**SOURCE MATERIAL:**
--- --- ---

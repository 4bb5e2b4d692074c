//! Media pipeline: extraction and provider hand-off.
//!
//! Turns a fully reassembled upload into an audio stream via ffmpeg and
//! sequences the provider hand-off: extraction must finish before the
//! audio upload, and the upload must finish before the transcription job
//! is created. The pipeline itself holds no job state; the caller drives
//! the job record around these calls.

use std::sync::Arc;

use anyhow::{Context, Result};
use ffmpeg_sidecar::command::FfmpegCommand;
use log::info;

use crate::error::ServiceError;
use crate::provider::TranscriptionProvider;

pub struct MediaPipeline {
    provider: Arc<dyn TranscriptionProvider>,
    language_code: String,
}

impl MediaPipeline {
    pub fn new(provider: Arc<dyn TranscriptionProvider>, language_code: String) -> Self {
        Self {
            provider,
            language_code,
        }
    }

    pub fn language_code(&self) -> &str {
        &self.language_code
    }

    /// Extract the audio track of an uploaded media file as MP3 bytes.
    ///
    /// ffmpeg runs on the blocking pool; any failure surfaces as
    /// `ExtractionFailed`. Transient and permanent codec failures are not
    /// distinguished and nothing is retried.
    pub async fn extract_audio(&self, video: Vec<u8>) -> Result<Vec<u8>> {
        let result = tokio::task::spawn_blocking(move || extract_audio_blocking(&video))
            .await
            .context("extraction task panicked")?;
        result.map_err(|e| ServiceError::ExtractionFailed(e.to_string()).into())
    }

    /// Upload extracted audio and create the transcription job.
    ///
    /// Returns the provider audio URL and the new job id. A failure at
    /// either step aborts the sequence with its own error variant; the job
    /// remains retryable by re-issuing the upload.
    pub async fn request_transcription(&self, audio: Vec<u8>) -> Result<(String, String)> {
        let upload_url = self
            .provider
            .upload_audio(audio)
            .await
            .map_err(|e| ServiceError::ProviderUploadFailed(e.to_string()))?;
        let job_id = self
            .provider
            .create_transcript(&upload_url, &self.language_code)
            .await
            .map_err(|e| ServiceError::ProviderJobCreationFailed(e.to_string()))?;
        Ok((upload_url, job_id))
    }
}

fn extract_audio_blocking(video: &[u8]) -> Result<Vec<u8>> {
    let dir = tempfile::tempdir().context("failed to create scratch directory")?;
    let input_path = dir.path().join("upload.media");
    let output_path = dir.path().join("audio.mp3");
    std::fs::write(&input_path, video).context("failed to stage uploaded media")?;

    let mut child = FfmpegCommand::new()
        .input(input_path.to_string_lossy().as_ref())
        .args(["-vn", "-codec:a", "libmp3lame", "-q:a", "0"])
        .overwrite()
        .output(output_path.to_string_lossy().as_ref())
        .spawn()
        .context("failed to spawn ffmpeg")?;
    let status = child.wait().context("ffmpeg did not run")?;
    if !status.success() {
        anyhow::bail!("ffmpeg exited with {}", status);
    }

    let audio = std::fs::read(&output_path).context("ffmpeg produced no audio output")?;
    info!(
        "Extracted audio of size: {:.2} MB",
        audio.len() as f64 / (1024.0 * 1024.0)
    );
    Ok(audio)
}
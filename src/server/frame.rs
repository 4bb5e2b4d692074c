//! Binary chunk frame codec.
//!
//! Upload chunks travel as one binary WebSocket message each:
//!
//! ```text
//! [21 bytes correlation id][u16 BE header length][JSON ChunkMeta][payload]
//! ```
//!
//! The correlation id doubles as the upload session id, so all chunks of
//! one file carry the same prefix and every response can echo it back.

use anyhow::{Context, Result};
use bytes::Bytes;

use crate::upload::ChunkMeta;

/// Correlation ids are nanoid-style, always 21 bytes of ASCII.
pub const CORRELATION_ID_LEN: usize = 21;

const HEADER_LEN_BYTES: usize = 2;

#[derive(Debug)]
pub struct ChunkFrame {
    pub correlation_id: String,
    pub meta: ChunkMeta,
    pub payload: Bytes,
}

pub fn parse_chunk_frame(frame: &[u8]) -> Result<ChunkFrame> {
    anyhow::ensure!(
        frame.len() >= CORRELATION_ID_LEN + HEADER_LEN_BYTES,
        "chunk frame truncated: {} bytes",
        frame.len()
    );
    let correlation_id = std::str::from_utf8(&frame[..CORRELATION_ID_LEN])
        .context("correlation id is not valid UTF-8")?
        .to_string();
    let header_len = u16::from_be_bytes([
        frame[CORRELATION_ID_LEN],
        frame[CORRELATION_ID_LEN + 1],
    ]) as usize;
    let header_start = CORRELATION_ID_LEN + HEADER_LEN_BYTES;
    anyhow::ensure!(
        frame.len() >= header_start + header_len,
        "chunk frame header truncated"
    );
    let meta: ChunkMeta = serde_json::from_slice(&frame[header_start..header_start + header_len])
        .context("chunk metadata header did not parse")?;
    let payload = Bytes::copy_from_slice(&frame[header_start + header_len..]);
    Ok(ChunkFrame {
        correlation_id,
        meta,
        payload,
    })
}

pub fn encode_chunk_frame(correlation_id: &str, meta: &ChunkMeta, payload: &[u8]) -> Result<Vec<u8>> {
    anyhow::ensure!(
        correlation_id.len() == CORRELATION_ID_LEN,
        "correlation id must be exactly {} bytes",
        CORRELATION_ID_LEN
    );
    let header = serde_json::to_vec(meta)?;
    anyhow::ensure!(header.len() <= u16::MAX as usize, "chunk metadata too large");
    let mut frame = Vec::with_capacity(CORRELATION_ID_LEN + HEADER_LEN_BYTES + header.len() + payload.len());
    frame.extend_from_slice(correlation_id.as_bytes());
    frame.extend_from_slice(&(header.len() as u16).to_be_bytes());
    frame.extend_from_slice(&header);
    frame.extend_from_slice(payload);
    Ok(frame)
}
//! WebSocket server front end.
//!
//! One task per connection. Inbound frames are processed in arrival order;
//! outbound events flow through a per-connection channel so pipeline stages
//! can narrate progress while they run. A background sweeper evicts idle
//! upload sessions and jobs.

pub mod frame;
pub mod router;

use std::net::SocketAddr;
use std::sync::Arc;

use anyhow::{Context, Result};
use futures_util::{SinkExt, StreamExt};
use log::{debug, error, info, warn};
use tokio::net::{TcpListener, TcpStream};
use tokio::sync::{mpsc, watch};
use tokio_tungstenite::tungstenite::protocol::WebSocketConfig;
use tokio_tungstenite::tungstenite::Message;

use crate::config::Config;
use crate::job::JobTracker;
use crate::provider::{AssemblyAiClient, OpenAiTranslator};
use crate::upload::UploadRegistry;
use router::{ConnectionScope, EventRouter, OutboundEvent};

/// Bind and serve until `shutdown` flips to `true`.
pub async fn run(
    listen: SocketAddr,
    config: Config,
    shutdown: watch::Receiver<bool>,
) -> Result<()> {
    let provider = Arc::new(AssemblyAiClient::new(
        config.transcription_api_key.clone(),
        config.transcription_base_url.clone(),
    ));
    let translator = Arc::new(OpenAiTranslator::new(
        config.translation_api_key.clone(),
        config.translation_base_url.clone(),
        config.translation_model.clone(),
    ));
    let uploads = Arc::new(UploadRegistry::new());
    let jobs = Arc::new(JobTracker::new());
    let router = Arc::new(EventRouter::new(
        uploads.clone(),
        jobs.clone(),
        provider,
        translator,
        config.language_code.clone(),
    ));

    tokio::spawn(sweep(uploads, jobs, config.clone(), shutdown.clone()));

    let listener = TcpListener::bind(listen)
        .await
        .with_context(|| format!("failed to bind {}", listen))?;
    info!("Listening on {}", listen);
    serve(listener, router, config.max_message_bytes, shutdown).await
}

async fn serve(
    listener: TcpListener,
    router: Arc<EventRouter>,
    max_message_bytes: usize,
    mut shutdown: watch::Receiver<bool>,
) -> Result<()> {
    loop {
        tokio::select! {
            changed = shutdown.changed() => {
                if changed.is_err() || *shutdown.borrow() {
                    info!("Server shutting down");
                    return Ok(());
                }
            }
            accepted = listener.accept() => {
                let (stream, peer) = accepted.context("accept failed")?;
                let router = router.clone();
                let shutdown = shutdown.clone();
                tokio::spawn(async move {
                    if let Err(e) =
                        handle_connection(router, stream, peer, max_message_bytes, shutdown).await
                    {
                        warn!("Connection {} ended with error: {}", peer, e);
                    }
                });
            }
        }
    }
}

async fn handle_connection(
    router: Arc<EventRouter>,
    stream: TcpStream,
    peer: SocketAddr,
    max_message_bytes: usize,
    mut shutdown: watch::Receiver<bool>,
) -> Result<()> {
    let mut ws_config = WebSocketConfig::default();
    ws_config.max_message_size = Some(max_message_bytes);
    ws_config.max_frame_size = Some(max_message_bytes);
    let ws = tokio_tungstenite::accept_async_with_config(stream, Some(ws_config))
        .await
        .context("websocket handshake failed")?;
    info!("Client connected: {}", peer);

    let (mut sink, mut inbound) = ws.split();
    let (tx, mut rx) = mpsc::channel::<OutboundEvent>(64);

    let writer = tokio::spawn(async move {
        while let Some(event) = rx.recv().await {
            match serde_json::to_string(&event) {
                Ok(text) => {
                    if sink.send(Message::Text(text)).await.is_err() {
                        break;
                    }
                }
                Err(e) => error!("Failed to encode outbound event: {}", e),
            }
        }
        let _ = sink.close().await;
    });

    let scope = ConnectionScope::default();
    loop {
        tokio::select! {
            changed = shutdown.changed() => {
                if changed.is_err() || *shutdown.borrow() {
                    break;
                }
            }
            msg = inbound.next() => match msg {
                Some(Ok(Message::Binary(data))) => {
                    router.dispatch_chunk(&scope, &data, &tx).await;
                }
                Some(Ok(Message::Text(text))) => {
                    router.dispatch_text(&scope, &text, &tx).await;
                }
                Some(Ok(Message::Close(_))) | None => break,
                // Ping/pong are answered by the protocol layer.
                Some(Ok(other)) => debug!("Ignoring frame from {}: {:?}", peer, other),
                Some(Err(e)) => {
                    warn!("Read error from {}: {}", peer, e);
                    break;
                }
            }
        }
    }

    router.close_connection(&scope);
    drop(tx);
    let _ = writer.await;
    info!("Client disconnected: {}", peer);
    Ok(())
}

/// Periodically expire idle upload sessions and evict idle jobs.
async fn sweep(
    uploads: Arc<UploadRegistry>,
    jobs: Arc<JobTracker>,
    config: Config,
    mut shutdown: watch::Receiver<bool>,
) {
    let mut ticker = tokio::time::interval(config.sweep_interval);
    ticker.set_missed_tick_behavior(tokio::time::MissedTickBehavior::Skip);
    loop {
        tokio::select! {
            changed = shutdown.changed() => {
                if changed.is_err() || *shutdown.borrow() {
                    return;
                }
            }
            _ = ticker.tick() => {
                let expired = uploads.evict_idle(config.session_idle, config.tombstone_grace);
                let evicted = jobs.evict_idle(config.session_idle);
                if expired > 0 || evicted > 0 {
                    info!(
                        "Sweep: {} upload sessions expired, {} jobs evicted",
                        expired, evicted
                    );
                }
            }
        }
    }
}
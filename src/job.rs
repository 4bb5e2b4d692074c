//! Transcription/translation job tracking.
//!
//! A [`Job`] is one unit of work: an uploaded media file moving through
//! extraction, provider upload, transcription, and optional translation.
//! The [`JobTracker`] keys committed jobs by the provider-issued job id and
//! enforces the state machine. Polling is client-driven: each poll performs
//! at most one provider status read and commits at most one transition, and
//! a per-job async mutex is held across the provider round trip so
//! concurrent polls for the same job cannot interleave.

use std::collections::HashMap;
use std::sync::{Arc, RwLock};
use std::time::{Duration, Instant};

use anyhow::Result;
use log::{debug, info, warn};
use serde::Serialize;
use tokio::sync::Mutex;

use crate::error::ServiceError;
use crate::provider::{TranscriptStatus, TranscriptionProvider, Translator};
use crate::subtitle::{generate_srt, Sentence};

#[derive(Debug, Clone, Copy, PartialEq, Eq, Serialize)]
pub enum JobState {
    Created,
    Uploading,
    Extracting,
    Uploaded,
    TranscriptionQueued,
    TranscriptionInProgress,
    TranscriptionComplete,
    TranscriptionFailed,
    TranslationInProgress,
    TranslationComplete,
    TranslationFailed,
}

impl std::fmt::Display for JobState {
    fn fmt(&self, f: &mut std::fmt::Formatter<'_>) -> std::fmt::Result {
        write!(f, "{:?}", self)
    }
}

impl JobState {
    /// Whether this state admits no further transitions.
    pub fn is_terminal(&self) -> bool {
        matches!(
            self,
            JobState::TranscriptionFailed | JobState::TranslationComplete | JobState::TranslationFailed
        )
    }

    /// Whether a transition from `self` to `next` is legal.
    ///
    /// `Uploading -> Uploaded` is the coarse arrow; the pipeline drives the
    /// fine-grained path through `Extracting`. A poll may jump straight
    /// from `TranscriptionQueued` to a terminal transcription state when
    /// the provider finishes between polls.
    pub fn can_transition(self, next: JobState) -> bool {
        use JobState::*;
        matches!(
            (self, next),
            (Created, Uploading)
                | (Uploading, Extracting)
                | (Uploading, Uploaded)
                | (Extracting, Uploaded)
                | (Uploaded, TranscriptionQueued)
                | (TranscriptionQueued, TranscriptionInProgress)
                | (TranscriptionQueued, TranscriptionComplete)
                | (TranscriptionQueued, TranscriptionFailed)
                | (TranscriptionInProgress, TranscriptionComplete)
                | (TranscriptionInProgress, TranscriptionFailed)
                | (TranscriptionComplete, TranslationInProgress)
                | (TranslationInProgress, TranslationComplete)
                | (TranslationInProgress, TranslationFailed)
        )
    }
}

/// One tracked unit of transcription/translation work.
///
/// Owned by the client session that created it; other sessions never
/// mutate it.
pub struct Job {
    /// Provider-issued identifier; `None` until the job is queued.
    pub job_id: Option<String>,
    pub state: JobState,
    pub source_language: String,
    pub transcript_text: Option<String>,
    pub sentences: Option<Vec<Sentence>>,
    pub srt_original: Option<String>,
    pub translated_transcript: Option<String>,
    pub translated_sentences: Option<Vec<Sentence>>,
    pub srt_translated: Option<String>,
    pub failure_reason: Option<String>,
    last_activity: Instant,
}

impl Job {
    pub fn new(source_language: String) -> Self {
        Self {
            job_id: None,
            state: JobState::Created,
            source_language,
            transcript_text: None,
            sentences: None,
            srt_original: None,
            translated_transcript: None,
            translated_sentences: None,
            srt_translated: None,
            failure_reason: None,
            last_activity: Instant::now(),
        }
    }

    /// Commit a state transition, rejecting anything the machine forbids.
    pub fn advance(&mut self, next: JobState) -> Result<()> {
        if self.state.is_terminal() {
            anyhow::bail!(
                "job {} is terminal in state {}",
                self.job_id.as_deref().unwrap_or("(unqueued)"),
                self.state
            );
        }
        if !self.state.can_transition(next) {
            anyhow::bail!("illegal job transition {} -> {}", self.state, next);
        }
        debug!(
            "Job {}: {} -> {}",
            self.job_id.as_deref().unwrap_or("(unqueued)"),
            self.state,
            next
        );
        self.state = next;
        self.last_activity = Instant::now();
        Ok(())
    }

    fn touch(&mut self) {
        self.last_activity = Instant::now();
    }
}
//! External provider boundary.
//!
//! The service talks to two collaborators over HTTP: a transcription
//! provider (audio upload, job creation, status polling, result fetch) and
//! a translation provider (chat-completion style). Both are behind traits
//! so the job tracker and event router can be exercised against scripted
//! implementations in tests.

mod assemblyai;
mod openai;

pub use assemblyai::AssemblyAiClient;
pub use openai::OpenAiTranslator;

use anyhow::Result;
use async_trait::async_trait;
use serde::{Deserialize, Serialize};

use crate::subtitle::Sentence;

/// Provider-reported lifecycle of a transcription job.
#[derive(Debug, Clone, Copy, PartialEq, Eq, Serialize, Deserialize)]
#[serde(rename_all = "snake_case")]
pub enum TranscriptStatus {
    Queued,
    Processing,
    Completed,
    Error,
}

impl std::fmt::Display for TranscriptStatus {
    fn fmt(&self, f: &mut std::fmt::Formatter<'_>) -> std::fmt::Result {
        let s = match self {
            TranscriptStatus::Queued => "queued",
            TranscriptStatus::Processing => "processing",
            TranscriptStatus::Completed => "completed",
            TranscriptStatus::Error => "error",
        };
        f.write_str(s)
    }
}

/// One status read of a transcription job.
#[derive(Debug, Clone, Deserialize)]
pub struct TranscriptPoll {
    pub status: TranscriptStatus,
    /// Full transcript text, present once the job completed.
    pub text: Option<String>,
    /// Failure reason, present when `status` is `error`.
    pub error: Option<String>,
}

#[async_trait]
pub trait TranscriptionProvider: Send + Sync {
    /// Upload raw audio bytes; returns the provider-hosted audio URL.
    async fn upload_audio(&self, audio: Vec<u8>) -> Result<String>;

    /// Create a transcription job for a previously uploaded audio URL;
    /// returns the provider's job id.
    async fn create_transcript(&self, audio_url: &str, language_code: &str) -> Result<String>;

    /// Read the current job status. One call per client poll.
    async fn fetch_status(&self, job_id: &str) -> Result<TranscriptPoll>;

    /// Fetch the timestamped sentence list of a completed job.
    async fn fetch_sentences(&self, job_id: &str) -> Result<Vec<Sentence>>;

    /// Fetch the provider-rendered SRT of a completed job.
    async fn fetch_srt(&self, job_id: &str) -> Result<String>;
}

#[async_trait]
pub trait Translator: Send + Sync {
    /// Translate a sentence list, preserving timestamps and order.
    async fn translate_sentences(&self, sentences: &[Sentence]) -> Result<Vec<Sentence>>;

    /// Translate a plain transcript.
    async fn translate_transcript(&self, transcript: &str) -> Result<String>;
}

--- --- ---

**TASK ITEM:** The reply should hold only the lines from the beginning of the listing above through the line with "before the transcription job", each one written exactly as it appears.

**YOUR SOLUTION:**
repository 4bb5e2b4d692074c
//! Media pipeline: extraction and provider hand-off.
//!
//! Turns a fully reassembled upload into an audio stream via ffmpeg and
//! sequences the provider hand-off: extraction must finish before the
//! audio upload, and the upload must finish before the transcription job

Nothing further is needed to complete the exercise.